Una de las intervenciones más violentas que se pueda imaginar contra un libro -privado de aura, por cierto- es tirarlo. Dado el grado de intersección entre
la obra objetiva y la subjetividad que permite la reproductibilidad técnica, esto es perfectamente posible, y de
hecho, ¿quién no ha tenido al menos el impulso de tirar un libro, no ya a la
basura, sino por la ventana, a la calle, al pisoteo, al linchamiento? Pero
obsérvese: cuando el soporte libro está en capilla, cuando los augures precisamente
auguran la llegada del libro electrónico para quedarse, cuando la etapa de reproductibilidad técnica inaugurada por
Gutenberg parece encaminarse hacia su ocaso o declive -o cualquiera de las
otras figuras concebidas en años de predominio del aura y la sublimación,
contado incluso el ocaso de los dioses-, voces se alzan, plañideras, y no desde
las filas de los viles aristócratas del saber, no desde los claustros
elitistas, no desde la flor y nata de la cristiandad, sino desde los grupos de
intelectuales que sin pudor se dirían hijos de aquel gran padre que fue Carlos
Marx. ¿Reaccionan como marxistas? No estrictamente. Podría decirse que
reaccionan como burgueses. Y burgueses conservadores. Es demasiado sencillo:
reaccionan como humanos para quienes el libro, el mero objeto, el producto
primero de la reproductibilidad
técnica, sigue, a pesar de todo, inspirándoles un respeto, un afecto, una
disponibilidad al menos, sagrados. No las obras que tales objetos supieron
contener: el mero libro, como dirían los mexicanos.

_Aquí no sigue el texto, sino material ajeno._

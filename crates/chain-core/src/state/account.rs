//! C3 — Account & Authority (spec §3 "Account", "Authority"; §4 weighted
//! multi-sig authorities, owner-authority history, recovery requests, proxy
//! chains, membership tiers).
use std::collections::BTreeMap;

use chain_primitives::{ChainError, Component, ErrorCode, Id, PublicKey, Timestamp};
use chain_store::{HashIndex, Table};
use serde::{Deserialize, Serialize};

pub type AccountId = Id<Account>;
pub type RecoveryRequestId = Id<RecoveryRequest>;

/// Authority resolution never recurses past this depth (spec §4:
/// "MAX_SIG_CHECK_DEPTH"), protecting both against pathological legitimate
/// authority graphs and against an attacker trying to stall block
/// application with a deeply nested account-authority reference.
pub const MAX_SIG_CHECK_DEPTH: u32 = 6;

/// Maximum proxy chain depth (spec §4: "proxy depth <= 4, acyclic").
pub const MAX_PROXY_DEPTH: u32 = 4;

#[derive(Debug, Clone, Copy, PartialEq, Eq, PartialOrd, Ord, Serialize, Deserialize)]
pub enum MembershipTier {
    None,
    Basic,
    Premium,
    Lifetime,
}

/// A weighted-threshold authority: satisfied when the sum of matched key
/// and account-authority weights meets or exceeds `weight_threshold`.
#[derive(Debug, Clone, Default, Serialize, Deserialize)]
pub struct Authority {
    pub weight_threshold: u32,
    pub key_auths: BTreeMap<PublicKey, u16>,
    pub account_auths: BTreeMap<AccountId, u16>,
}

impl Authority {
    /// Total weight contributed by keys present in `signing_keys`, plus the
    /// weight of any `account_auths` entry that itself resolves (via
    /// `resolve_account`) within the remaining recursion budget.
    fn weight_from(&self, signing_keys: &[PublicKey], resolve_account: &impl Fn(AccountId) -> Option<Authority>, depth: u32) -> u32 {
        let mut total: u32 = 0;
        for (key, weight) in &self.key_auths {
            if signing_keys.contains(key) {
                total = total.saturating_add(u32::from(*weight));
            }
        }
        if depth < MAX_SIG_CHECK_DEPTH {
            for (account, weight) in &self.account_auths {
                if let Some(sub) = resolve_account(*account) {
                    if sub.is_satisfied_at_depth(signing_keys, resolve_account, depth + 1) {
                        total = total.saturating_add(u32::from(*weight));
                    }
                }
            }
        }
        total
    }

    fn is_satisfied_at_depth(&self, signing_keys: &[PublicKey], resolve_account: &impl Fn(AccountId) -> Option<Authority>, depth: u32) -> bool {
        self.weight_from(signing_keys, resolve_account, depth) >= self.weight_threshold
    }

    /// Checks whether `signing_keys` satisfies this authority, recursively
    /// resolving nested account authorities up to [`MAX_SIG_CHECK_DEPTH`].
    pub fn is_satisfied(&self, signing_keys: &[PublicKey], resolve_account: impl Fn(AccountId) -> Option<Authority>) -> bool {
        self.is_satisfied_at_depth(signing_keys, &resolve_account, 0)
    }
}

/// A business (organisation-style) account's role set (spec §4: "the
/// business's role set (chief, executive, officer, member,
/// authorised_*_for_role) must grant the signatory the right to act on
/// behalf of the account for this operation class").
#[derive(Debug, Clone, Copy, PartialEq, Eq, PartialOrd, Ord, Serialize, Deserialize)]
pub enum BusinessRole {
    Chief,
    Executive,
    Officer,
    Member,
    AuthorizedTransfer,
    AuthorizedContent,
    AuthorizedGeneral,
    AuthorizedNetwork,
    AuthorizedGovernance,
    AuthorizedVoteOfficer,
    AuthorizedVoteExecutive,
    AuthorizedRequest,
    AuthorizedInvite,
    AuthorizedBlacklist,
}

/// The operation classes business-role authorisation is checked against
/// (spec §4).
#[derive(Debug, Clone, Copy, PartialEq, Eq, Serialize, Deserialize)]
pub enum OperationClass {
    Transfer,
    Content,
    General,
    Network,
    Governance,
    VoteOfficer,
    VoteExecutive,
    Request,
    Invite,
    Blacklist,
}

#[derive(Debug, Clone, Serialize, Deserialize)]
pub struct Account {
    pub id: AccountId,
    pub name: String,
    pub owner: Authority,
    pub active: Authority,
    pub posting: Authority,
    pub memo_key: Option<PublicKey>,
    pub recovery_account: Option<AccountId>,
    pub created_at: Timestamp,
    pub last_owner_update: Timestamp,
    pub proxy: Option<AccountId>,
    pub membership: MembershipTier,
    pub membership_expires: Option<Timestamp>,
    pub business_roles: Vec<BusinessRole>,
    pub active_flag: bool,
}

impl Account {
    pub fn has_role(&self, role: BusinessRole) -> bool {
        self.business_roles.contains(&role)
    }

    pub fn is_chief(&self) -> bool {
        self.has_role(BusinessRole::Chief)
    }

    pub fn is_executive(&self) -> bool {
        self.has_role(BusinessRole::Chief) || self.has_role(BusinessRole::Executive)
    }

    pub fn is_officer(&self) -> bool {
        self.is_executive() || self.has_role(BusinessRole::Officer)
    }

    /// Is this account authorised to act on behalf of its owning business
    /// for operations of `class`? Chiefs and executives can act in every
    /// class; officers and plain members need the matching
    /// `Authorized*` role (spec §4's `is_authorized_{transfer,content,...}`
    /// predicate family).
    pub fn is_authorized_for(&self, class: OperationClass) -> bool {
        if self.is_executive() {
            return true;
        }
        let required = match class {
            OperationClass::Transfer => BusinessRole::AuthorizedTransfer,
            OperationClass::Content => BusinessRole::AuthorizedContent,
            OperationClass::General => BusinessRole::AuthorizedGeneral,
            OperationClass::Network => BusinessRole::AuthorizedNetwork,
            OperationClass::Governance => BusinessRole::AuthorizedGovernance,
            OperationClass::VoteOfficer => BusinessRole::AuthorizedVoteOfficer,
            OperationClass::VoteExecutive => BusinessRole::AuthorizedVoteExecutive,
            OperationClass::Request => BusinessRole::AuthorizedRequest,
            OperationClass::Invite => BusinessRole::AuthorizedInvite,
            OperationClass::Blacklist => BusinessRole::AuthorizedBlacklist,
        };
        self.has_role(required)
    }
}

#[derive(Debug, Clone, Copy, PartialEq, Eq, Serialize, Deserialize)]
pub enum RecoveryRequestStatus {
    Pending,
    Expired,
}

/// Account-recovery request lifecycle (spec §4: a recovery account proposes
/// a new owner authority; the compromised account has a window to confirm
/// it with its *old* owner key).
#[derive(Debug, Clone, Serialize, Deserialize)]
pub struct RecoveryRequest {
    pub id: RecoveryRequestId,
    pub account_to_recover: AccountId,
    pub new_owner_authority: Authority,
    pub expires_at: Timestamp,
    pub status: RecoveryRequestStatus,
}

#[derive(Debug, Clone, Serialize, Deserialize)]
pub struct OwnerAuthorityHistoryEntry {
    pub account: AccountId,
    pub previous_owner_authority: Authority,
    pub last_valid_time: Timestamp,
}

#[derive(Default)]
pub struct AccountBook {
    pub accounts: Table<AccountId, Account>,
    pub by_name: HashIndex<String, AccountId>,
    pub recovery_requests: Table<RecoveryRequestId, RecoveryRequest>,
    pub owner_history: Table<(AccountId, u64), OwnerAuthorityHistoryEntry>,
    pub next_account_id: chain_primitives::IdAllocator<Account>,
    pub next_recovery_id: chain_primitives::IdAllocator<RecoveryRequest>,
}

impl chain_store::Transactional for AccountBook {
    fn begin_scope(&mut self) {
        self.accounts.begin_scope();
        self.by_name.begin_scope();
        self.recovery_requests.begin_scope();
        self.owner_history.begin_scope();
    }
    fn commit_scope(&mut self) {
        self.accounts.commit_scope();
        self.by_name.commit_scope();
        self.recovery_requests.commit_scope();
        self.owner_history.commit_scope();
    }
    fn abort_scope(&mut self) {
        self.accounts.abort_scope();
        self.by_name.abort_scope();
        self.recovery_requests.abort_scope();
        self.owner_history.abort_scope();
    }
}

impl AccountBook {
    pub fn resolve_authority(&self, account: AccountId, which: impl Fn(&Account) -> &Authority) -> Option<Authority> {
        self.accounts.get(&account).map(which).cloned()
    }

    pub fn create(&mut self, name: String, owner: Authority, active: Authority, posting: Authority, created_at: Timestamp) -> Result<AccountId, ChainError> {
        if self.by_name.get(&name).is_some() {
            return Err(chain_primitives::chain_error!(
                ErrorCode::DuplicateId,
                Component::AccountAuthority,
                "account name '{name}' already registered"
            ));
        }
        let id = self.next_account_id.allocate();
        let account = Account {
            id,
            name: name.clone(),
            owner,
            active,
            posting,
            memo_key: None,
            recovery_account: None,
            created_at,
            last_owner_update: created_at,
            proxy: None,
            membership: MembershipTier::None,
            membership_expires: None,
            business_roles: Vec::new(),
            active_flag: true,
        };
        self.accounts.insert(id, account);
        self.by_name.insert(name, id);
        Ok(id)
    }

    /// Sets `account`'s proxy, rejecting both cycles and chains deeper than
    /// [`MAX_PROXY_DEPTH`] (spec §4).
    pub fn set_proxy(&mut self, account: AccountId, proxy: AccountId) -> Result<(), ChainError> {
        if account == proxy {
            return Err(chain_primitives::chain_error!(
                ErrorCode::ProxyCycle,
                Component::AccountAuthority,
                "account {account} cannot proxy to itself"
            ));
        }
        let mut current = proxy;
        let mut depth = 1;
        loop {
            if current == account {
                return Err(chain_primitives::chain_error!(
                    ErrorCode::ProxyCycle,
                    Component::AccountAuthority,
                    "setting {account}'s proxy to {proxy} would create a cycle"
                ));
            }
            match self.accounts.get(&current).and_then(|a| a.proxy) {
                Some(next) => {
                    depth += 1;
                    if depth > MAX_PROXY_DEPTH {
                        return Err(chain_primitives::chain_error!(
                            ErrorCode::ProxyDepthExceeded,
                            Component::AccountAuthority,
                            "proxy chain from {account} would exceed depth {MAX_PROXY_DEPTH}"
                        ));
                    }
                    current = next;
                }
                None => break,
            }
        }
        self.accounts.modify(&account, |a| a.proxy = Some(proxy));
        Ok(())
    }

    /// Replaces `account`'s owner authority, archiving the previous one
    /// (spec §4: owner-authority history lets a recovery request check
    /// whether an attacker-supplied key was already the legitimate owner
    /// key within the recovery window).
    pub fn update_owner_authority(&mut self, account: AccountId, new_owner: Authority, now: Timestamp) -> Result<(), ChainError> {
        let previous = self
            .accounts
            .get(&account)
            .ok_or_else(|| chain_primitives::chain_error!(ErrorCode::UnknownEntity, Component::AccountAuthority, "no such account {account}"))?
            .owner
            .clone();
        let seq = self.owner_history.iter().filter(|((a, _), _)| *a == account).count() as u64;
        self.owner_history.insert(
            (account, seq),
            OwnerAuthorityHistoryEntry { account, previous_owner_authority: previous, last_valid_time: now },
        );
        self.accounts.modify(&account, |a| {
            a.owner = new_owner;
            a.last_owner_update = now;
        });
        Ok(())
    }

    pub fn request_recovery(&mut self, account_to_recover: AccountId, new_owner_authority: Authority, expires_at: Timestamp) -> RecoveryRequestId {
        let id = self.next_recovery_id.allocate();
        self.recovery_requests.insert(
            id,
            RecoveryRequest { id, account_to_recover, new_owner_authority, expires_at, status: RecoveryRequestStatus::Pending },
        );
        id
    }
}

#[cfg(test)]
mod tests {
    use super::*;

    fn key(b: u8) -> PublicKey {
        let mut bytes = [0u8; 33];
        bytes[0] = b;
        PublicKey(bytes)
    }

    fn single_key_authority(k: PublicKey) -> Authority {
        let mut a = Authority { weight_threshold: 1, ..Default::default() };
        a.key_auths.insert(k, 1);
        a
    }

    #[test]
    fn authority_satisfied_by_matching_key() {
        let a = single_key_authority(key(1));
        assert!(a.is_satisfied(&[key(1)], |_| None));
        assert!(!a.is_satisfied(&[key(2)], |_| None));
    }

    #[test]
    fn proxy_rejects_direct_and_indirect_cycles() {
        let mut book = AccountBook::default();
        let a = book.create("alice".into(), Authority::default(), Authority::default(), Authority::default(), Timestamp::EPOCH).unwrap();
        let b = book.create("bob".into(), Authority::default(), Authority::default(), Authority::default(), Timestamp::EPOCH).unwrap();
        book.set_proxy(a, b).unwrap();
        // bob -> alice would close a 2-cycle
        assert!(book.set_proxy(b, a).is_err());
        assert!(book.set_proxy(a, a).is_err());
    }

    #[test]
    fn proxy_chain_depth_is_bounded() {
        let mut book = AccountBook::default();
        let mut ids = Vec::new();
        for i in 0..6 {
            ids.push(book.create(format!("acct{i}"), Authority::default(), Authority::default(), Authority::default(), Timestamp::EPOCH).unwrap());
        }
        for i in 0..4 {
            book.set_proxy(ids[i], ids[i + 1]).unwrap();
        }
        // chain is now 0->1->2->3->4 (depth 4), extending to 5 should fail
        assert!(book.set_proxy(ids[4], ids[5]).is_err());
    }

    #[test]
    fn owner_update_is_archived_in_history() {
        let mut book = AccountBook::default();
        let a = book.create("alice".into(), single_key_authority(key(1)), Authority::default(), Authority::default(), Timestamp::EPOCH).unwrap();
        book.update_owner_authority(a, single_key_authority(key(2)), Timestamp::from_secs(10)).unwrap();
        assert_eq!(book.owner_history.iter().filter(|((acc, _), _)| *acc == a).count(), 1);
    }
}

Esto es: podemos implantarle a un libro determinado un par de sopapos
intelectuales, como la reproductibilidad técnica nos permite hacer, pero que
desaparezca el puro soporte… Ah, eso
es demasiado.
O leímos mal a Benjamin, o el aura, lejos de desaparecer, se ha extendido
a toda la creación humana, incluida la arquitectura y las sobras de la civilización
hegemonizada por el capitalismo; se
ha democratizado de modo tal que la última subjetividad, la última
individualidad, el último y más común sujeto de una épica gris y cotidiana
puede investirse con el aura: puede sentirse un Leopold Bloom, cuyas
peripecias tuvieron lugar en la agonía de la etapa aurática.
Ahora que las nubes han pasado y cayó la noche en mi ventana puedo
decirlo: no os librareis jamás de la contemplatio.
El cielo está destinado a nuestra ansia. Diría Jung: Querámoslo o no, la visión total del universo nos asedia, porque el
alma pide una expresión que abarque su conjunto total.